County Commissioner Ken Hagan says he'll start raising money for a future political race next month. He's just not sure yet which one.
Hagan cannot seek re-election to his countywide commissioner's seat in 2019 because of term limits.
His two main options are the Tampa mayor's race and the District 2 commissioner's seat being vacated by Victor Crist.
"The short answer is I'm undecided," Hagan said this week. "I'm asked daily."
"I want to remain in public service" to deal with unfinished business, including a transportation initiative and a long-term home for the Rays, he said. "I'm encouraged every day to run for mayor, but I'm pragmatic and I'm aware that's a challenging task for a Republican."
Tampa is a heavily Democratic city.
To run for mayor, Hagan also would have to move by March 2018, to satisfy the residency requirement for mayoral candidates. He currently lives just outside the city limits.
But if he ran for a district county commissioner's seat, he might face criticism about his lengthy tenure on the board. Hagan has served continuously since 2002, switching from a district seat to a countywide seat in 2010 to restart his term limit clock.
He could raise money for either the mayor's race or the county race, but if he changed his mind, he'd have to ask donors' permission to shift the money from one race to the other. Or, he could raise money for an independent committee which could support him for either office.
Murman looking at mayor's race?
Insiders say Hillsborough County Commissioner Sandy Murman is also being asked by friends and supporters to look at the mayor's race and is considering it.
"I am not closing out any options … I am always willing to step up and serve as the community asks me to serve," Murman said in response to a text message. She has also expressed interest in switching to a countywide commissioner seat in 2018, restarting her term limit clock.
Young boosting craft brewers
Look for state Sen. Dana Young, R-Tampa, to continue championing craft breweries in the coming legislative session, this time seeking to allow the small brewers limited ability to distribute their own products to retailers.
Young didn't want to discuss it until she's ready to file a bill.
But depending on the details, it could stir opposition from Florida's politically powerful beverage distributors industry. They favor maintaining the "three-tier" system requiring that brewing, distributing and retail sales be handled by different companies.
They've agreed to exceptions to help foster the popular microbrew industry, including retail sales in tasting rooms at breweries. But they don't want to destroy the system, which they view as an anti-monopoly and pro-temperance measure, said Mitch Rubin of the Florida Beer Wholesalers Association.

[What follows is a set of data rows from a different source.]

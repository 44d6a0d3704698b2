//! Anthropic Messages API client

use async_trait::async_trait;
use reqwest::Client;
use serde::{Deserialize, Serialize};
use std::time::Duration;

use crate::config::LlmConfig;
use crate::error::{Error, Result};
use crate::providers::LlmProvider;

use super::retry::{AttemptError, RetryPolicy};

const ANTHROPIC_VERSION: &str = "2023-06-01";

/// Messages API client implementing [`LlmProvider`]
#[derive(Debug, Clone)]
pub struct AnthropicClient {
    client: Client,
    base_url: String,
    api_key: String,
    model: String,
    max_tokens: u32,
    temperature: f32,
    retry: RetryPolicy,
}

#[derive(Serialize)]
struct MessagesRequest<'a> {
    model: &'a str,
    max_tokens: u32,
    temperature: f32,
    messages: [Message<'a>; 1],
}

#[derive(Serialize)]
struct Message<'a> {
    role: &'a str,
    content: &'a str,
}

#[derive(Deserialize)]
struct MessagesResponse {
    content: Vec<ContentBlock>,
}

#[derive(Deserialize)]
struct ContentBlock {
    #[serde(rename = "type")]
    kind: String,
    #[serde(default)]
    text: String,
}

impl AnthropicClient {
    /// Create a client from configuration; an API key is required
    pub fn from_config(config: &LlmConfig) -> Result<Self> {
        let api_key = config
            .api_key
            .clone()
            .filter(|k| !k.trim().is_empty())
            .ok_or_else(|| Error::config("ANTHROPIC_API_KEY is not set"))?;

        let client = Client::builder()
            .timeout(Duration::from_secs(config.timeout_secs))
            .pool_max_idle_per_host(5)
            .build()?;

        Ok(Self {
            client,
            base_url: config.base_url().trim_end_matches('/').to_string(),
            api_key,
            model: config.model().to_string(),
            max_tokens: config.max_tokens,
            temperature: config.temperature,
            retry: RetryPolicy::from_config(config),
        })
    }

    /// Override the retry policy
    pub fn with_retry(mut self, retry: RetryPolicy) -> Self {
        self.retry = retry;
        self
    }
}

#[async_trait]
impl LlmProvider for AnthropicClient {
    async fn generate(&self, prompt: &str) -> Result<String> {
        let url = format!("{}/v1/messages", self.base_url);
        let request = MessagesRequest {
            model: &self.model,
            max_tokens: self.max_tokens,
            temperature: self.temperature,
            messages: [Message {
                role: "user",
                content: prompt,
            }],
        };
        let (client, url, request, api_key) = (&self.client, url.as_str(), &request, &self.api_key);

        tracing::info!("Generating answer with model: {}", self.model);

        self.retry
            .run(move || async move {
                let response = client
                    .post(url)
                    .header("x-api-key", api_key)
                    .header("anthropic-version", ANTHROPIC_VERSION)
                    .json(request)
                    .send()
                    .await
                    .map_err(Error::from)?;

                if !response.status().is_success() {
                    let status = response.status();
                    let body = response.text().await.unwrap_or_default();
                    return Err(AttemptError::from_status(status, &body, "Generation"));
                }

                let parsed: MessagesResponse = response.json().await.map_err(|e| {
                    AttemptError::fatal(Error::external(format!(
                        "Failed to parse generation response: {}",
                        e
                    )))
                })?;

                Ok(parsed
                    .content
                    .into_iter()
                    .filter(|block| block.kind == "text")
                    .map(|block| block.text)
                    .collect::<Vec<_>>()
                    .join(""))
            })
            .await
    }

    async fn health_check(&self) -> Result<bool> {
        Ok(!self.api_key.is_empty())
    }

    fn name(&self) -> &str {
        "anthropic"
    }

    fn model(&self) -> &str {
        &self.model
    }
}
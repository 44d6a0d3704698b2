//! Response types for ingestion and chat

use serde::{Deserialize, Serialize};

use super::document::ChunkSource;

/// Source metadata of a chunk used as answer context
#[derive(Debug, Clone, PartialEq, Serialize, Deserialize)]
pub struct Citation {
    /// Source document identifier
    pub source: String,
    /// Chunk position within the source
    pub position: usize,
    /// Cosine similarity to the query
    pub score: f32,
}

impl Citation {
    /// Create a citation for a ranked chunk
    pub fn new(source: &ChunkSource, score: f32) -> Self {
        Self {
            source: source.source.clone(),
            position: source.position,
            score,
        }
    }
}

/// Answer to a chat query
#[derive(Debug, Clone, Serialize, Deserialize)]
pub struct QueryResponse {
    /// Generated answer, or a descriptive message if generation failed
    pub response: String,
    /// Chunks used as context, in ranked order
    pub sources: Vec<Citation>,
}

impl QueryResponse {
    /// Create a new query response
    pub fn new(response: String, sources: Vec<Citation>) -> Self {
        Self { response, sources }
    }
}

/// A file that was ingested
#[derive(Debug, Clone, PartialEq, Eq, Serialize, Deserialize)]
pub struct IngestedFile {
    /// Uploaded filename
    pub filename: String,
    /// Number of chunks created
    pub chunks: usize,
}

/// A file that was rejected
#[derive(Debug, Clone, PartialEq, Eq, Serialize, Deserialize)]
pub struct IngestError {
    /// Filename that failed
    pub filename: String,
    /// Error message
    pub error: String,
}

/// Response from document ingestion
#[derive(Debug, Clone, Serialize, Deserialize)]
pub struct IngestResponse {
    /// True when at least one file was ingested
    pub success: bool,
    /// Ingested files with their chunk counts
    pub files: Vec<IngestedFile>,
    /// Rejected files (partial success)
    pub errors: Vec<IngestError>,
    /// Total chunks created across all files
    pub total_chunks: usize,
    /// Processing time in milliseconds
    pub processing_time_ms: u64,
}

impl IngestResponse {
    /// Build a response from per-file outcomes
    pub fn new(files: Vec<IngestedFile>, errors: Vec<IngestError>, processing_time_ms: u64) -> Self {
        let total_chunks = files.iter().map(|f| f.chunks).sum();
        Self {
            success: !files.is_empty(),
            files,
            errors,
            total_chunks,
            processing_time_ms,
        }
    }

    /// Human-readable summary, e.g. for logs and the CLI
    pub fn summary(&self) -> String {
        let mut message = if self.files.is_empty() {
            "Failed to process any files.".to_string()
        } else {
            let names: Vec<&str> = self.files.iter().map(|f| f.filename.as_str()).collect();
            format!(
                "Successfully processed {} file(s): {}",
                self.files.len(),
                names.join(", ")
            )
        };

        if !self.errors.is_empty() {
            let errors: Vec<String> = self
                .errors
                .iter()
                .map(|e| format!("{}: {}", e.filename, e.error))
                .collect();
            message.push_str(&format!(" Errors: {}", errors.join("; ")));
        }

        message
    }
}

/// Index statistics
#[derive(Debug, Clone, Serialize, Deserialize)]
pub struct IndexStats {
    /// Active vectorizer strategy
    pub strategy: String,
    /// Number of indexed chunks
    pub chunks: usize,
    /// Number of distinct sources
    pub sources: usize,
    /// Vector dimensionality (vocabulary size in sparse mode)
    pub dimensions: usize,
}
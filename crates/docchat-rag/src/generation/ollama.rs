//! Ollama client for generation and embeddings with retry logic

use reqwest::Client;
use serde::{Deserialize, Serialize};
use std::time::Duration;

use crate::config::LlmConfig;
use crate::error::{Error, Result};

use super::retry::{AttemptError, RetryPolicy};

/// Ollama API client with automatic retry
#[derive(Debug, Clone)]
pub struct OllamaClient {
    client: Client,
    base_url: String,
    retry: RetryPolicy,
}

#[derive(Serialize)]
struct GenerateRequest<'a> {
    model: &'a str,
    prompt: &'a str,
    stream: bool,
    options: GenerateOptions,
}

#[derive(Serialize)]
struct GenerateOptions {
    temperature: f32,
}

#[derive(Deserialize)]
struct GenerateResponse {
    response: String,
}

#[derive(Serialize)]
struct EmbedRequest<'a> {
    model: &'a str,
    prompt: &'a str,
}

#[derive(Deserialize)]
struct EmbedResponse {
    embedding: Vec<f32>,
}

impl OllamaClient {
    /// Create a client for the server at `base_url`
    pub fn new(base_url: impl Into<String>, timeout: Duration, retry: RetryPolicy) -> Result<Self> {
        let client = Client::builder()
            .timeout(timeout)
            .pool_max_idle_per_host(5)
            .build()?;

        Ok(Self {
            client,
            base_url: base_url.into().trim_end_matches('/').to_string(),
            retry,
        })
    }

    /// Create a client from the generation service configuration
    pub fn from_config(config: &LlmConfig) -> Result<Self> {
        Self::new(
            config.base_url(),
            Duration::from_secs(config.timeout_secs),
            RetryPolicy::from_config(config),
        )
    }

    /// Server base URL
    pub fn base_url(&self) -> &str {
        &self.base_url
    }

    /// Check if Ollama is reachable
    pub async fn health_check(&self) -> Result<bool> {
        let url = format!("{}/api/tags", self.base_url);

        match self.client.get(&url).send().await {
            Ok(response) => Ok(response.status().is_success()),
            Err(_) => Ok(false),
        }
    }

    /// Embed one text with `model`
    pub async fn embed(&self, model: &str, text: &str) -> Result<Vec<f32>> {
        let url = format!("{}/api/embeddings", self.base_url);
        let (client, url) = (&self.client, url.as_str());

        self.retry
            .run(move || async move {
                let response = client
                    .post(url)
                    .json(&EmbedRequest { model, prompt: text })
                    .send()
                    .await
                    .map_err(Error::from)?;

                if !response.status().is_success() {
                    let status = response.status();
                    let body = response.text().await.unwrap_or_default();
                    return Err(AttemptError::from_status(status, &body, "Embedding"));
                }

                let parsed: EmbedResponse = response.json().await.map_err(|e| {
                    AttemptError::fatal(Error::external(format!(
                        "Failed to parse embedding response: {}",
                        e
                    )))
                })?;
                Ok(parsed.embedding)
            })
            .await
    }

    /// Complete `prompt` with `model`
    pub async fn generate(&self, model: &str, prompt: &str, temperature: f32) -> Result<String> {
        let url = format!("{}/api/generate", self.base_url);
        let (client, url) = (&self.client, url.as_str());
        tracing::info!("Generating answer with model: {}", model);

        self.retry
            .run(move || async move {
                let request = GenerateRequest {
                    model,
                    prompt,
                    stream: false,
                    options: GenerateOptions { temperature },
                };

                let response = client
                    .post(url)
                    .json(&request)
                    .send()
                    .await
                    .map_err(Error::from)?;

                if !response.status().is_success() {
                    let status = response.status();
                    let body = response.text().await.unwrap_or_default();
                    return Err(AttemptError::from_status(status, &body, "Generation"));
                }

                let parsed: GenerateResponse = response.json().await.map_err(|e| {
                    AttemptError::fatal(Error::external(format!(
                        "Failed to parse generation response: {}",
                        e
                    )))
                })?;
                Ok(parsed.response)
            })
            .await
    }
}
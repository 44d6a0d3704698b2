//! Configuration for the document chat service

use serde::{Deserialize, Serialize};
use std::path::{Path, PathBuf};

use crate::error::{Error, Result};

/// Main configuration
#[derive(Debug, Clone, Default, Serialize, Deserialize)]
#[serde(default)]
pub struct RagConfig {
    /// Server configuration
    pub server: ServerConfig,
    /// Chunking configuration
    pub chunking: ChunkingConfig,
    /// Vectorizer configuration
    pub vectorizer: VectorizerConfig,
    /// Retrieval configuration
    pub retrieval: RetrievalConfig,
    /// Generation service configuration
    pub llm: LlmConfig,
}

impl RagConfig {
    /// Load configuration from a TOML file
    pub fn from_file(path: &Path) -> Result<Self> {
        let content = std::fs::read_to_string(path)?;
        let config: RagConfig = toml::from_str(&content)
            .map_err(|e| Error::config(format!("{}: {}", path.display(), e)))?;
        config.validate()?;
        Ok(config)
    }

    /// Load configuration the way the binaries do
    ///
    /// `DOCCHAT_CONFIG` names a TOML file; otherwise `<config dir>/docchat-rag/config.toml`
    /// is used when present, and defaults apply when it is not. Environment
    /// overrides are applied last.
    pub fn load() -> Result<Self> {
        let path = std::env::var("DOCCHAT_CONFIG")
            .map(PathBuf::from)
            .ok()
            .or_else(|| {
                dirs::config_dir()
                    .map(|dir| dir.join("docchat-rag").join("config.toml"))
                    .filter(|p| p.exists())
            });

        let mut config = match path {
            Some(path) => {
                tracing::info!("Loading configuration from {}", path.display());
                Self::from_file(&path)?
            }
            None => Self::default(),
        };

        config.apply_env(|key| std::env::var(key).ok())?;
        config.validate()?;
        Ok(config)
    }

    /// Apply environment overrides using the given lookup
    pub fn apply_env<F>(&mut self, lookup: F) -> Result<()>
    where
        F: Fn(&str) -> Option<String>,
    {
        if let Some(host) = lookup("DOCCHAT_HOST") {
            self.server.host = host;
        }
        if let Some(port) = lookup("DOCCHAT_PORT") {
            self.server.port = port
                .parse()
                .map_err(|_| Error::config(format!("DOCCHAT_PORT is not a port: {}", port)))?;
        }
        if let Some(strategy) = lookup("DOCCHAT_STRATEGY") {
            self.vectorizer.strategy = match strategy.to_lowercase().as_str() {
                "sparse" => VectorizerStrategy::Sparse,
                "dense" => VectorizerStrategy::Dense,
                other => {
                    return Err(Error::config(format!(
                        "DOCCHAT_STRATEGY must be 'sparse' or 'dense', got '{}'",
                        other
                    )))
                }
            };
        }
        if let Some(key) = lookup("ANTHROPIC_API_KEY") {
            self.llm.api_key = Some(key);
        }
        if let Some(url) = lookup("OLLAMA_BASE_URL") {
            if self.llm.provider == LlmBackend::Ollama {
                self.llm.base_url = Some(url.clone());
            }
            self.vectorizer.dense.ollama_url = url;
        }
        Ok(())
    }

    /// Reject settings the pipeline cannot run with
    pub fn validate(&self) -> Result<()> {
        self.chunking.validate()?;

        if self.retrieval.top_k == 0 {
            return Err(Error::config("retrieval.top_k must be >= 1"));
        }
        if self.vectorizer.dense.dimensions == 0 {
            return Err(Error::config("vectorizer.dense.dimensions must be >= 1"));
        }
        if self.vectorizer.sparse.max_features == Some(0) {
            return Err(Error::config("vectorizer.sparse.max_features must be >= 1"));
        }
        if self.llm.timeout_secs == 0 {
            return Err(Error::config("llm.timeout_secs must be >= 1"));
        }

        Ok(())
    }
}

/// Server configuration
#[derive(Debug, Clone, Serialize, Deserialize)]
#[serde(default)]
pub struct ServerConfig {
    /// Host address
    pub host: String,
    /// Port number
    pub port: u16,
    /// Enable permissive CORS
    pub enable_cors: bool,
    /// Maximum upload size in bytes (default: 50MB)
    pub max_upload_size: usize,
}

impl Default for ServerConfig {
    fn default() -> Self {
        Self {
            host: "0.0.0.0".to_string(),
            port: 5000,
            enable_cors: true,
            max_upload_size: 50 * 1024 * 1024,
        }
    }
}

/// Word-window chunking configuration
#[derive(Debug, Clone, Serialize, Deserialize)]
#[serde(default)]
pub struct ChunkingConfig {
    /// Window size in words
    pub window_words: usize,
    /// Words shared by consecutive windows; must be smaller than the window
    pub overlap_words: usize,
}

impl Default for ChunkingConfig {
    fn default() -> Self {
        Self {
            window_words: 1000,
            overlap_words: 200,
        }
    }
}

impl ChunkingConfig {
    /// Stride between window starts
    pub fn stride(&self) -> usize {
        self.window_words.saturating_sub(self.overlap_words)
    }

    /// Check `0 <= overlap < window`
    pub fn validate(&self) -> Result<()> {
        if self.window_words == 0 {
            return Err(Error::config("chunking.window_words must be >= 1"));
        }
        if self.overlap_words >= self.window_words {
            return Err(Error::config(format!(
                "chunking.overlap_words ({}) must be smaller than chunking.window_words ({})",
                self.overlap_words, self.window_words
            )));
        }
        Ok(())
    }
}

/// Vectorizer strategy, fixed for the lifetime of a service instance
#[derive(Debug, Clone, Copy, Default, Serialize, Deserialize, PartialEq, Eq)]
#[serde(rename_all = "lowercase")]
pub enum VectorizerStrategy {
    /// Corpus-wide TF-IDF, refit on every ingestion
    #[default]
    Sparse,
    /// Independent per-text embeddings
    Dense,
}

impl VectorizerStrategy {
    /// Lowercase name
    pub fn as_str(&self) -> &'static str {
        match self {
            Self::Sparse => "sparse",
            Self::Dense => "dense",
        }
    }
}

/// Vectorizer configuration
#[derive(Debug, Clone, Default, Serialize, Deserialize)]
#[serde(default)]
pub struct VectorizerConfig {
    /// Active strategy
    pub strategy: VectorizerStrategy,
    /// TF-IDF settings
    pub sparse: SparseConfig,
    /// Dense embedding settings
    pub dense: DenseConfig,
}

/// TF-IDF settings
#[derive(Debug, Clone, Serialize, Deserialize)]
#[serde(default)]
pub struct SparseConfig {
    /// Vocabulary size cap; `None` (the default) admits every term.
    /// Once a cap is reached, terms first seen in later uploads are ignored.
    pub max_features: Option<usize>,
    /// Drop English stop words
    pub english_stop_words: bool,
}

impl Default for SparseConfig {
    fn default() -> Self {
        Self {
            max_features: None,
            english_stop_words: true,
        }
    }
}

/// Dense embedding backend
#[derive(Debug, Clone, Copy, Default, Serialize, Deserialize, PartialEq, Eq)]
#[serde(rename_all = "lowercase")]
pub enum DenseBackend {
    /// Local feature-hashing encoder
    #[default]
    Hashing,
    /// Ollama embeddings endpoint
    Ollama,
}

/// Dense embedding settings
#[derive(Debug, Clone, Serialize, Deserialize)]
#[serde(default)]
pub struct DenseConfig {
    /// Embedding backend
    pub backend: DenseBackend,
    /// Embedding dimensions (384 for the hashing encoder, 768 for nomic-embed-text)
    pub dimensions: usize,
    /// Ollama base URL (ollama backend)
    pub ollama_url: String,
    /// Ollama embedding model (ollama backend)
    pub ollama_model: String,
}

impl Default for DenseConfig {
    fn default() -> Self {
        Self {
            backend: DenseBackend::Hashing,
            dimensions: 384,
            ollama_url: "http://localhost:11434".to_string(),
            ollama_model: "nomic-embed-text".to_string(),
        }
    }
}

/// Retrieval configuration
#[derive(Debug, Clone, Serialize, Deserialize)]
#[serde(default)]
pub struct RetrievalConfig {
    /// Chunks handed to the generation service per question
    pub top_k: usize,
}

impl Default for RetrievalConfig {
    fn default() -> Self {
        Self { top_k: 3 }
    }
}

/// Generation service backend
#[derive(Debug, Clone, Copy, Default, Serialize, Deserialize, PartialEq, Eq)]
#[serde(rename_all = "lowercase")]
pub enum LlmBackend {
    /// Anthropic Messages API
    #[default]
    Anthropic,
    /// Local Ollama server
    Ollama,
}

/// Generation service configuration
#[derive(Debug, Clone, Serialize, Deserialize)]
#[serde(default)]
pub struct LlmConfig {
    /// Backend provider
    pub provider: LlmBackend,
    /// Base URL; defaults per provider
    pub base_url: Option<String>,
    /// API key (Anthropic); usually taken from `ANTHROPIC_API_KEY`
    #[serde(skip_serializing)]
    pub api_key: Option<String>,
    /// Model name; defaults per provider
    pub model: Option<String>,
    /// Maximum tokens to generate
    pub max_tokens: u32,
    /// Sampling temperature
    pub temperature: f32,
    /// Request timeout in seconds
    pub timeout_secs: u64,
    /// Number of retries for transient failures
    pub max_retries: u32,
    /// Base backoff between retries in milliseconds, doubled per attempt
    pub retry_backoff_ms: u64,
}

impl Default for LlmConfig {
    fn default() -> Self {
        Self {
            provider: LlmBackend::Anthropic,
            base_url: None,
            api_key: None,
            model: None,
            max_tokens: 1000,
            temperature: 0.3,
            timeout_secs: 60,
            max_retries: 2,
            retry_backoff_ms: 1000,
        }
    }
}

impl LlmConfig {
    /// Base URL for the configured provider
    pub fn base_url(&self) -> &str {
        match (&self.base_url, self.provider) {
            (Some(url), _) => url,
            (None, LlmBackend::Anthropic) => "https://api.anthropic.com",
            (None, LlmBackend::Ollama) => "http://localhost:11434",
        }
    }

    /// Model for the configured provider
    pub fn model(&self) -> &str {
        match (&self.model, self.provider) {
            (Some(model), _) => model,
            (None, LlmBackend::Anthropic) => "claude-3-haiku-20240307",
            (None, LlmBackend::Ollama) => "llama3.2:3b",
        }
    }
}

#[cfg(test)]
mod tests {
    use super::*;
    use std::collections::HashMap;

    #[test]
    fn test_defaults_are_valid() {
        let config = RagConfig::default();
        config.validate().unwrap();
        assert_eq!(config.chunking.window_words, 1000);
        assert_eq!(config.chunking.overlap_words, 200);
        assert_eq!(config.chunking.stride(), 800);
        assert_eq!(config.retrieval.top_k, 3);
        assert_eq!(config.vectorizer.strategy, VectorizerStrategy::Sparse);
        assert_eq!(config.llm.model(), "claude-3-haiku-20240307");
        assert_eq!(config.vectorizer.sparse.max_features, None);
    }

    #[test]
    fn test_overlap_must_be_smaller_than_window() {
        let chunking = ChunkingConfig { window_words: 100, overlap_words: 100 };
        assert!(matches!(chunking.validate(), Err(Error::Config(_))));

        let chunking = ChunkingConfig { window_words: 0, overlap_words: 0 };
        assert!(matches!(chunking.validate(), Err(Error::Config(_))));

        let chunking = ChunkingConfig { window_words: 2, overlap_words: 1 };
        chunking.validate().unwrap();
    }

    #[test]
    fn test_partial_toml() {
        let config: RagConfig = toml::from_str(
            r#"
            [chunking]
            window_words = 50
            overlap_words = 10

            [vectorizer]
            strategy = "dense"

            [llm]
            provider = "ollama"
            "#,
        )
        .unwrap();

        assert_eq!(config.chunking.stride(), 40);
        assert_eq!(config.vectorizer.strategy, VectorizerStrategy::Dense);
        assert_eq!(config.vectorizer.dense.dimensions, 384);
        assert_eq!(config.llm.base_url(), "http://localhost:11434");
        assert_eq!(config.server.port, 5000);
    }

    #[test]
    fn test_env_overrides() {
        let env: HashMap<&str, &str> = [
            ("DOCCHAT_PORT", "9000"),
            ("DOCCHAT_STRATEGY", "Dense"),
            ("ANTHROPIC_API_KEY", "sk-test"),
        ]
        .into_iter()
        .collect();

        let mut config = RagConfig::default();
        config
            .apply_env(|key| env.get(key).map(|v| v.to_string()))
            .unwrap();

        assert_eq!(config.server.port, 9000);
        assert_eq!(config.vectorizer.strategy, VectorizerStrategy::Dense);
        assert_eq!(config.llm.api_key.as_deref(), Some("sk-test"));
    }

    #[test]
    fn test_bad_env_strategy() {
        let mut config = RagConfig::default();
        let result = config.apply_env(|key| {
            (key == "DOCCHAT_STRATEGY").then(|| "bm25".to_string())
        });
        assert!(matches!(result, Err(Error::Config(_))));
    }

    #[test]
    fn test_from_file_rejects_invalid_chunking() {
        let dir = tempfile::tempdir().unwrap();
        let path = dir.path().join("config.toml");
        std::fs::write(&path, "[chunking]\nwindow_words = 10\noverlap_words = 20\n").unwrap();

        assert!(matches!(RagConfig::from_file(&path), Err(Error::Config(_))));
    }
}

Lawmakers push license reform
Several Tampa Bay legislators will lead another effort in this year's session to reform the state's system of suspending driver's licenses for non-traffic infractions and requiring large fees or late penalties for reinstatement.
Those involved include Republican Sens. Jeff Brandes of St. Petersburg and Dana Young of Tampa; Darryl Rouson, D-St. Petersburg; and Rep. Janet Cruz, D-Tampa.
Many legislators agree the system creates an unjust burden for the working poor. Stories are common of those who lose jobs because they can't drive to work and can't afford license reinstatement costs after losing a license because of inability to pay a court-ordered fee unrelated to driving.
Brandes said the Legislature has wanted to pass the bill for several sessions, but hasn't because fees and penalties are a major source of funding for clerks of court. Many clerks, including Hillsborough's Pat Frank, agree the system needs to change but say they're already suffering from budget cuts and struggling to maintain service levels.
State money for Ybor's Cuban Club?
In other local legislative action, Rouson and Rep. Sean Shaw, D-Tampa, will make an appropriation request for $1 million for structural repairs at the Cuban Club in Ybor City. Support columns in the 100-year-old building are showing cracks because of rusted reinforcement bars inside them, said President Patrick Manteiga.
Clendenin coming back to Tampa
Alan Clendenin will give up his trailer in Bradford County and move back to Tampa following his failed bid to become state Democratic Party chairman, he said this week.
Clendenin will continue to support and raise money for Democratic candidates and serve as a Democratic National Committee member, but no longer holds any position in the state or local parties, he said.
He moved to Bradford to become a local party official there so he could qualify to run for state chairman, but lost to Stephen Bittel.